La società di trading istituzionale con sede a Chicago ha elaborato circa $60 miliardi in volume di transazioni nel 2025, servendo più di 2.000 hedge fund, gestori patrimoniali e aziende minerarie. Susquehanna e CME Ventures l'hanno sostenuta con $37 milioni in equity. Secondo la maggior parte delle metriche esterne, sembrava un'infrastruttura istituzionale funzionante. Il bilancio raccontava una storia diversa.
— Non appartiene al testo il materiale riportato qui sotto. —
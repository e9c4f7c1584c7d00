use std::path::PathBuf;

use thiserror::Error;

/// Unified error type for srt operations
#[derive(Error, Debug)]
pub enum SrtError {
    /// Tag string does not follow `v<major>.<minor>.<patch>[-<name><number>]*`
    #[error("Failed to parse {0}")]
    TagParse(String),

    /// Suffix component was never parsed
    #[error("No such attribute {0}")]
    TagAttr(String),

    /// Base requested on a tag without an `rt` component
    #[error("No rt base tag {0}")]
    TagBase(String),

    #[error("Configuration error: {0}")]
    Config(String),

    #[error("Git operation failed: {0}")]
    Git(#[from] git2::Error),

    /// External tool exited non-zero; `code` is -1 when killed by a signal
    #[error("{program} failed with exit code {code}: {stderr}")]
    Tool {
        program: String,
        code: i32,
        stderr: String,
    },

    #[error("Unable to read {}, did you remember to create?", .0.display())]
    MissingArtifact(PathBuf),

    #[error("Preflight check failed: {0}")]
    Preflight(String),

    #[error("Template error: {0}")]
    Template(String),

    #[error("I/O error: {0}")]
    Io(#[from] std::io::Error),
}

/// Convenience type alias for Results in srt
pub type Result<T> = std::result::Result<T, SrtError>;

impl SrtError {
    /// Create a configuration error with context
    pub fn config(msg: impl Into<String>) -> Self {
        SrtError::Config(msg.into())
    }

    /// Create an external tool error
    pub fn tool(program: impl Into<String>, code: i32, stderr: impl Into<String>) -> Self {
        SrtError::Tool {
            program: program.into(),
            code,
            stderr: stderr.into(),
        }
    }

    pub fn preflight(msg: impl Into<String>) -> Self {
        SrtError::Preflight(msg.into())
    }

    pub fn template(msg: impl Into<String>) -> Self {
        SrtError::Template(msg.into())
    }

    /// True for the three tag model failures (parse, attribute, base)
    pub fn is_tag_error(&self) -> bool {
        matches!(
            self,
            SrtError::TagParse(_) | SrtError::TagAttr(_) | SrtError::TagBase(_)
        )
    }
}

#[cfg(test)]
mod tests {
    use super::*;

    #[test]
    fn test_error_display() {
        let err = SrtError::config("missing key prj_dir");
        assert_eq!(err.to_string(), "Configuration error: missing key prj_dir");
    }

    #[test]
    fn test_error_from_io() {
        let io_err = std::io::Error::new(std::io::ErrorKind::NotFound, "file not found");
        let err: SrtError = io_err.into();
        assert!(err.to_string().contains("I/O error"));
    }

    #[test]
    fn test_tag_errors_are_distinct() {
        let parse = SrtError::TagParse("4.4.144".to_string());
        let attr = SrtError::TagAttr("rc".to_string());
        let base = SrtError::TagBase("v4.4.144".to_string());

        assert_eq!(parse.to_string(), "Failed to parse 4.4.144");
        assert_eq!(attr.to_string(), "No such attribute rc");
        assert_eq!(base.to_string(), "No rt base tag v4.4.144");
        assert!(parse.is_tag_error() && attr.is_tag_error() && base.is_tag_error());
        assert!(!SrtError::config("x").is_tag_error());
    }

    #[test]
    fn test_tool_error_display() {
        let err = SrtError::tool("kup", 2, "permission denied");
        assert_eq!(
            err.to_string(),
            "kup failed with exit code 2: permission denied"
        );

        let err = SrtError::tool("xz", -1, "killed");
        assert!(err.to_string().contains("exit code -1"));
    }

    #[test]
    fn test_missing_artifact_display() {
        let err = SrtError::MissingArtifact(PathBuf::from("/tmp/patch-4.4.1-rt1.patch.xz"));
        assert_eq!(
            err.to_string(),
            "Unable to read /tmp/patch-4.4.1-rt1.patch.xz, did you remember to create?"
        );
    }

    #[test]
    fn test_error_messages_are_descriptive() {
        let error_pairs = vec![
            (SrtError::config("x"), "Configuration error"),
            (SrtError::preflight("x"), "Preflight check failed"),
            (SrtError::template("x"), "Template error"),
        ];

        for (err, expected_prefix) in error_pairs {
            let msg = err.to_string();
            assert!(
                msg.starts_with(expected_prefix),
                "Error message should start with '{}', but got '{}'",
                expected_prefix,
                msg
            );
        }
    }
}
Il deficit di $80 milioni si suddivide in tre aree. Circa $23 milioni provenivano da prestiti a Babel Finance e Aexa Digital Finance — entrambi in bancarotta. Quasi $30 milioni sono stati persi attraverso un'impresa di mining di criptovalute che è stata infine chiusa. E sovrapposto: $12 milioni in bonus ai dipendenti pagati nel 2024, nonostante solo $900.000 in profitti rettificati. Questo ultimo dettaglio è difficile da spiegare come qualsiasi cosa diversa da un fallimento di governance.

I prelievi sono stati sospesi l'11 febbraio. Dominion Capital ha presentato una causa il 27 febbraio, sostenendo che gli attivi dei clienti erano stati mescolati per coprire le perdite operative. Il 3 marzo, un giudice federale ha congelato 70.6 $BTC appartenente a Dominion e ha bloccato BlockFills dal trasferire attivi al di fuori degli Stati Uniti. Il CEO si è dimesso. Sono state coinvolte aziende di ristrutturazione.

I confronti del 2022 si scrivono da soli — Celsius, BlockFi, Voyager hanno tutti seguito lo stesso arco: fermare i prelievi, citare le condizioni di mercato, rivelare i problemi strutturali sottostanti. BlockFills è più piccolo nel profilo. Le meccaniche sono identiche. Il 17 marzo, quando scade il TRO, è quando inizia il prossimo capitolo.